Rusty Hodge, who operates a small Internet radio station called SomaFM in San Francisco, said he also won't take the offer because the revenue and audience criteria are too small "by any type of radio standards."
Instead, he said SoundExchange should follow the U.S. Small Business Administration's standard for a small broadcasting company, defined as earning $6 million or less in annual revenue.
SoundExchange's offer also only covers recordings of its members, which represents more than 20,000 recording artists and 3,500 record labels, including all the major recording companies.
Hodge said his station and many others play mostly independent artists, who are not represented by the group and would still be owed royalties at the new higher rates.
Goldsmith said other smaller stations might be willing to sign anything to get out from under the burden of higher royalty rates.
The radio stations have until Sept. 14 to accept the offer, SoundExchange said. Those who do not accept the SoundExchange offer would pay higher royalty rates mandated by a panel of three copyright judges earlier this year or stop streaming music.
The judges ruled in May after the music industry and webcasters were unable to agree on a royalty system to replace a previous set of agreements that expired Dec. 31, 2005.
In a statement, John Simson, SoundExchange's executive director, said the proposal "takes the uncertainty out of the air as to most of their programming and lets them continue streaming."
Larger players, such as major commercial radio stations owned by Clear Channel Communications Inc. and online companies like Yahoo Inc. and Time Warner Inc.'s AOL, have also argued that the new higher rates could cripple the emerging business of streaming music online.
SoundExchange, which said House lawmakers encouraged it to offer the new agreement to small webcasters, said it is still working on an industrywide resolution to the conflict.
Richard Ades, a SoundExchange spokesman, said a lot of small webcasters want to move forward with some kind of agreement.
"We can't let a few small webcasters hold up the many," he said Wednesday.
SoundExchange=Greed
But
But
But
It’s for all the starving artists and record labels. yaknow.
They ought to charge royalties by the hit/minute. That way if some person (like me) that gets maybe 10 hits a day on a website, but would occasionally like to run some non-royalty free / non PD music, we don’t have to pay a $500 or more a year fee plus X dollars in royalties for every time that someone stumbles on to our site for a moment....
Same with copyrighted images. Why a little vanity or non-profit site with next to no traffic should have to pay the same amount for an image or tune as a major media site or other popular web destination, is beyond me.

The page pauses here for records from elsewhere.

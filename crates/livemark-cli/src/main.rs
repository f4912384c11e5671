mod registry;
mod render;

use anyhow::{Context, Result};
use crossterm::{
    event::{self, Event, KeyCode, KeyEventKind},
    execute,
    terminal::{EnterAlternateScreen, LeaveAlternateScreen, disable_raw_mode, enable_raw_mode},
};
use livemark_config::Config;
use livemark_engine::{DocumentNode, DocumentStats, HighlightCache, Parser, stats};
use ratatui::{
    Frame, Terminal,
    backend::CrosstermBackend,
    layout::{Constraint, Direction, Layout},
    style::{Color, Style},
    text::{Line, Span},
    widgets::{Block, Borders, Paragraph, Wrap},
};
use std::{
    env, fs,
    io::{Stdout, stdout},
    path::{Path, PathBuf},
    process,
    time::{Duration, SystemTime},
};

const POLL_INTERVAL: Duration = Duration::from_millis(250);

struct App<'a> {
    path: PathBuf,
    parser: Parser<'a>,
    cache: &'a HighlightCache,
    config: &'a Config,
    lines: Vec<Line<'static>>,
    stats: DocumentStats,
    modified: Option<SystemTime>,
    scroll: u16,
    error: Option<String>,
}

impl<'a> App<'a> {
    fn new(
        path: PathBuf,
        cache: &'a HighlightCache,
        parser: Parser<'a>,
        config: &'a Config,
    ) -> Self {
        let mut app = Self {
            path,
            parser,
            cache,
            config,
            lines: Vec::new(),
            stats: DocumentStats::default(),
            modified: None,
            scroll: 0,
            error: None,
        };
        app.reload();
        app
    }

    fn file_modified(&self) -> Option<SystemTime> {
        fs::metadata(&self.path).and_then(|m| m.modified()).ok()
    }

    fn reload(&mut self) {
        self.modified = self.file_modified();
        match fs::read_to_string(&self.path) {
            Ok(source) => {
                let nodes = self.parser.parse(&source);
                let dropped = self.cache.sweep();
                log::trace!("highlight cache: dropped {dropped}, kept {}", self.cache.len());
                self.lines = render::render_nodes(&nodes, self.config.tab_width);
                self.stats = stats(&source, self.config.words_per_minute);
                self.error = None;
                log::info!("reloaded {:?}: {} nodes", self.path, nodes.len());
            }
            Err(e) => {
                log::warn!("failed to read {:?}: {e}", self.path);
                self.error = Some(format!("Error reading file: {e}"));
            }
        }
    }

    /// Re-parses when the file changed on disk since the last load.
    fn reload_if_changed(&mut self) {
        if self.file_modified() != self.modified {
            self.reload();
        }
    }

    fn scroll_by(&mut self, delta: i32) {
        let max = self.lines.len().saturating_sub(1).min(u16::MAX as usize) as i32;
        self.scroll = (self.scroll as i32).saturating_add(delta).clamp(0, max) as u16;
    }
}

/// Parses `path` once and pretty-prints the node list.
fn dump(parser: &Parser<'_>, path: &Path) -> Result<String> {
    let source =
        fs::read_to_string(path).with_context(|| format!("Failed to read {}", path.display()))?;
    let nodes: Vec<DocumentNode> = parser.parse(&source);
    Ok(format!("{nodes:#?}"))
}

fn usage(program: &str) -> ! {
    eprintln!("Usage: {program} [--dump] <file.md>");
    process::exit(1);
}

fn main() -> Result<()> {
    env_logger::init();

    let args: Vec<String> = env::args().collect();
    let program = args.first().map(String::as_str).unwrap_or("livemark");

    let (dump_only, path) = match args.get(1..).unwrap_or_default() {
        [flag, path] if flag == "--dump" => (true, PathBuf::from(path)),
        [path] if !path.starts_with('-') => (false, PathBuf::from(path)),
        _ => usage(program),
    };

    let config = match Config::load_or_default() {
        Ok(config) => config,
        Err(e) => {
            log::warn!("ignoring config file: {e}");
            Config::default()
        }
    };
    let registry = registry::build_registry(&config);
    let cache = HighlightCache::new();
    let parser = Parser::with_registry(&registry).with_cache(&cache);

    if dump_only {
        println!("{}", dump(&parser, &path)?);
        return Ok(());
    }

    if !path.is_file() {
        eprintln!("Error: '{}' is not a file", path.display());
        process::exit(1);
    }

    // Setup terminal
    enable_raw_mode()?;
    let mut stdout = stdout();
    execute!(stdout, EnterAlternateScreen)?;
    let backend = CrosstermBackend::new(stdout);
    let mut terminal = Terminal::new(backend)?;

    let mut app = App::new(path, &cache, parser, &config);

    // Main loop
    let res = run_app(&mut terminal, &mut app);

    // Restore terminal
    disable_raw_mode()?;
    execute!(terminal.backend_mut(), LeaveAlternateScreen)?;
    terminal.show_cursor()?;

    if let Err(err) = res {
        println!("{err:?}");
    }

    Ok(())
}

fn run_app(terminal: &mut Terminal<CrosstermBackend<Stdout>>, app: &mut App<'_>) -> Result<()> {
    loop {
        terminal.draw(|f| ui(f, app))?;

        if !event::poll(POLL_INTERVAL)? {
            app.reload_if_changed();
            continue;
        }

        if let Event::Key(key) = event::read()?
            && key.kind == KeyEventKind::Press
        {
            match key.code {
                KeyCode::Char('q') | KeyCode::Esc => return Ok(()),
                KeyCode::Down | KeyCode::Char('j') => app.scroll_by(1),
                KeyCode::Up | KeyCode::Char('k') => app.scroll_by(-1),
                KeyCode::PageDown => app.scroll_by(20),
                KeyCode::PageUp => app.scroll_by(-20),
                KeyCode::Char('r') => app.reload(),
                _ => {}
            }
        }
    }
}

fn ui(f: &mut Frame, app: &App<'_>) {
    let chunks = Layout::default()
        .direction(Direction::Vertical)
        .constraints([Constraint::Min(0), Constraint::Length(1)])
        .split(f.area());

    let title = app
        .path
        .file_name()
        .map(|n| n.to_string_lossy().into_owned())
        .unwrap_or_else(|| app.path.display().to_string());

    let body = match &app.error {
        Some(e) => vec![Line::from(Span::styled(e.clone(), Style::default().fg(Color::Red)))],
        None if app.lines.is_empty() => vec![Line::from("(empty document)")],
        None => app.lines.clone(),
    };

    let content = Paragraph::new(body)
        .block(Block::default().borders(Borders::ALL).title(title))
        .wrap(Wrap { trim: false })
        .scroll((app.scroll, 0));
    f.render_widget(content, chunks[0]);

    let status = Line::from(vec![
        Span::raw(format!(
            " {} words | {} chars | {} lines | ~{} min read ",
            app.stats.words, app.stats.characters, app.stats.lines, app.stats.reading_minutes
        )),
        Span::styled(
            "| q: Quit | ↑/↓ PgUp/PgDn: Scroll | r: Reload",
            Style::default().fg(Color::DarkGray),
        ),
    ]);
    f.render_widget(Paragraph::new(status), chunks[1]);
}

#[cfg(test)]
mod tests {
    use super::*;
    use pretty_assertions::assert_eq;
    use std::fs::File;
    use tempfile::TempDir;

    fn touch_later(path: &Path) {
        // Coarse filesystem clocks can leave two quick writes with one mtime.
        let later = SystemTime::now() + Duration::from_secs(10);
        File::options()
            .write(true)
            .open(path)
            .unwrap()
            .set_modified(later)
            .unwrap();
    }

    #[test]
    fn reloads_when_the_file_changes() {
        let dir = TempDir::new().unwrap();
        let path = dir.path().join("note.md");
        fs::write(&path, "one two").unwrap();

        let config = Config::default();
        let cache = HighlightCache::new();
        let parser = Parser::new().with_cache(&cache);
        let mut app = App::new(path.clone(), &cache, parser, &config);
        assert_eq!(app.stats.words, 2);

        app.reload_if_changed();
        assert_eq!(app.stats.words, 2);

        fs::write(&path, "one two three\n\nfour").unwrap();
        touch_later(&path);
        app.reload_if_changed();
        assert_eq!(app.stats.words, 4);
        assert_eq!(app.stats.lines, 3);
        assert!(app.error.is_none());
    }

    #[test]
    fn reload_keeps_only_current_code_lines_cached() {
        let dir = TempDir::new().unwrap();
        let path = dir.path().join("code.md");
        fs::write(&path, "```js\nconst x = 0;\n```").unwrap();

        let config = Config::default();
        let cache = HighlightCache::new();
        let parser = Parser::new().with_cache(&cache);
        let mut app = App::new(path.clone(), &cache, parser, &config);

        for edit in 1..50 {
            fs::write(&path, format!("```js\nconst x = {edit};\n```")).unwrap();
            app.reload();
            assert_eq!(cache.len(), 1);
        }
    }

    #[test]
    fn missing_file_sets_an_error() {
        let dir = TempDir::new().unwrap();
        let config = Config::default();
        let cache = HighlightCache::new();
        let parser = Parser::new().with_cache(&cache);
        let app = App::new(dir.path().join("gone.md"), &cache, parser, &config);

        assert!(app.error.is_some());
        assert!(app.lines.is_empty());
    }

    #[test]
    fn scroll_is_clamped_to_the_document() {
        let dir = TempDir::new().unwrap();
        let path = dir.path().join("long.md");
        fs::write(&path, "a\nb\nc").unwrap();

        let config = Config::default();
        let cache = HighlightCache::new();
        let parser = Parser::new();
        let mut app = App::new(path, &cache, parser, &config);

        app.scroll_by(-5);
        assert_eq!(app.scroll, 0);
        app.scroll_by(100);
        assert_eq!(app.scroll as usize, app.lines.len() - 1);
    }

    #[test]
    fn scroll_saturates_past_u16_range() {
        let dir = TempDir::new().unwrap();
        let path = dir.path().join("huge.md");
        fs::write(&path, "x\n".repeat(70_000)).unwrap();

        let config = Config::default();
        let cache = HighlightCache::new();
        let mut app = App::new(path, &cache, Parser::new(), &config);
        assert!(app.lines.len() > u16::MAX as usize);

        app.scroll_by(i32::MAX);
        assert_eq!(app.scroll, u16::MAX);
    }

    #[test]
    fn dump_prints_the_node_list() {
        let dir = TempDir::new().unwrap();
        let path = dir.path().join("doc.md");
        fs::write(&path, "# Hi\n- a").unwrap();

        let out = dump(&Parser::new(), &path).unwrap();
        assert!(out.starts_with('['));
        assert!(out.contains("Heading"));
        assert!(out.contains("UnorderedList"));

        assert!(dump(&Parser::new(), &dir.path().join("gone.md")).is_err());
    }
}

If there was a fair royalty system in place that charged for the hit/minute for music and by the hit for images, everyone would benefit. (Well, except the lawyers). It would cut down on ‘stealing’.
Be easy enough to embed a bit of code into each file, reporting to a central clearinghouse website how many times a royalty image was viewed or how many times and for how long a royalty tune was played, and charge the website owners accordingly. The artists and/or producers could set the amount they want per play, rather than having to settle for their tiny share of what the current royalty schemes decide to pass on to them.
The way I see it, the greed of the people in charge of the current royalty system is costing artists lots of income, and encouraging the little guys and consumers to ‘steal’ when they would be more than willing to pay a FAIR amount for copyrighted content.